Carlin also mentioned the investment element, noting the 2.5-inch by 3.5-inch pieces of card stock are a commodity that’s frequently bought, traded and sold. Along with the Trout cards, a LeBron James card sold for $1.82 million and a Connor McDavid card sold for $135,000 in July.
“People aren’t going on trips, they’re not spending money on movies, instead they’re investing in their passion,” Carlin said. “There is an upper echelon of investor who sees them as a safe place to park the money in a time of a global crisis.”
Rather than worry the lack of live sports would hurt the industry, Topps Communications Manager Emily Kless said she believes people viewed cards as a way to stay connected to the sports. Kless said it also helps the industry had a very strong 2019.
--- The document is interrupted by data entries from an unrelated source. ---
//! In-process counters for heap scans and filter pushdown.
//!
//! Counters are lock-free so scan workers can bump them on every tuple.

use std::sync::atomic::{AtomicU64, Ordering};

use serde::Serialize;

/// Aggregated counters shared by every provider of one engine instance.
#[derive(Debug, Default)]
pub struct ScanMetrics {
    /// Filter expressions the host can partially evaluate.
    supports_inexact: AtomicU64,
    /// Filter expressions left entirely to DataFusion.
    supports_unsupported: AtomicU64,
    /// Scans initialized through providers.
    scans: AtomicU64,
    /// Filter expressions handed to scans.
    scan_filters: AtomicU64,
    /// Tuples returned by host cursors.
    rows_scanned: AtomicU64,
    /// Rows emitted in materialized batches.
    rows_emitted: AtomicU64,
    /// Rows emitted as counts only.
    rows_counted: AtomicU64,
    /// Batches handed to DataFusion.
    batches: AtomicU64,
    /// Worker pulls that failed.
    scan_errors: AtomicU64,
    /// Replacement scans resolved to a heap table or view.
    replacements_resolved: AtomicU64,
}

/// Point-in-time copy of [`ScanMetrics`].
#[derive(Debug, Default, Clone, Copy, PartialEq, Eq, Serialize)]
pub struct ScanMetricsSnapshot {
    pub supports_inexact: u64,
    pub supports_unsupported: u64,
    pub scans: u64,
    pub scan_filters: u64,
    pub rows_scanned: u64,
    pub rows_emitted: u64,
    pub rows_counted: u64,
    pub batches: u64,
    pub scan_errors: u64,
    pub replacements_resolved: u64,
}

impl ScanMetrics {
    /// Records the outcome of one `supports_filters_pushdown` check.
    pub fn record_filter_support(&self, pushed: bool) {
        if pushed {
            self.supports_inexact.fetch_add(1, Ordering::Relaxed);
        } else {
            self.supports_unsupported.fetch_add(1, Ordering::Relaxed);
        }
    }

    /// Records one initialized scan and the number of filters it received.
    pub fn record_scan(&self, filters: u64) {
        self.scans.fetch_add(1, Ordering::Relaxed);
        self.scan_filters.fetch_add(filters, Ordering::Relaxed);
    }

    pub fn record_rows_scanned(&self, rows: u64) {
        self.rows_scanned.fetch_add(rows, Ordering::Relaxed);
    }

    /// Records one emitted batch.
    pub fn record_batch(&self, rows: u64, count_only: bool) {
        self.batches.fetch_add(1, Ordering::Relaxed);
        if count_only {
            self.rows_counted.fetch_add(rows, Ordering::Relaxed);
        } else {
            self.rows_emitted.fetch_add(rows, Ordering::Relaxed);
        }
    }

    pub fn record_scan_error(&self) {
        self.scan_errors.fetch_add(1, Ordering::Relaxed);
    }

    pub fn record_replacement(&self) {
        self.replacements_resolved.fetch_add(1, Ordering::Relaxed);
    }

    /// Captures a point-in-time copy of all counters.
    pub fn snapshot(&self) -> ScanMetricsSnapshot {
        ScanMetricsSnapshot {
            supports_inexact: self.supports_inexact.load(Ordering::Relaxed),
            supports_unsupported: self.supports_unsupported.load(Ordering::Relaxed),
            scans: self.scans.load(Ordering::Relaxed),
            scan_filters: self.scan_filters.load(Ordering::Relaxed),
            rows_scanned: self.rows_scanned.load(Ordering::Relaxed),
            rows_emitted: self.rows_emitted.load(Ordering::Relaxed),
            rows_counted: self.rows_counted.load(Ordering::Relaxed),
            batches: self.batches.load(Ordering::Relaxed),
            scan_errors: self.scan_errors.load(Ordering::Relaxed),
            replacements_resolved: self.replacements_resolved.load(Ordering::Relaxed),
        }
    }

    /// Renders the counters as `key=value` lines.
    pub fn render_text(&self) -> String {
        let s = self.snapshot();
        format!(
            "scan_support_inexact={}\nscan_support_unsupported={}\nscans={}\nscan_filters={}\nscan_rows_scanned={}\nscan_rows_emitted={}\nscan_rows_counted={}\nscan_batches={}\nscan_errors={}\nreplacements_resolved={}\n",
            s.supports_inexact,
            s.supports_unsupported,
            s.scans,
            s.scan_filters,
            s.rows_scanned,
            s.rows_emitted,
            s.rows_counted,
            s.batches,
            s.scan_errors,
            s.replacements_resolved,
        )
    }
}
Panini Vice President of Marketing Jason Howarth said the surge has been coming for two years and, like Kless, said he believes fans were looking at trading cards as a way to stay connected to sports. Howarth said the sales figures at big box stores like Target and Walmart are numbers normally seen over the holiday season.
While she wouldn’t talk specific revenue numbers, Kless said a good indicator has been the print runs dictated by online pre-orders. She pointed to a special card of Dr. Anthony Fauci that was made following his ceremonial first pitch at the Washington Nationals Opening Day. More than 51,000 cards were printed from the 24-hour order period.
Online pre-orders and built-in exclusivity like Panini’s Prism or Select brands or Bowman Chrome Draft Superfractor Autograph Trout card, are helping make trading cards — even at the hobbyist level — more valuable than the saturation of the market in the 1980s, 1990s and early 2000s when cards were overproduced to meet a demand.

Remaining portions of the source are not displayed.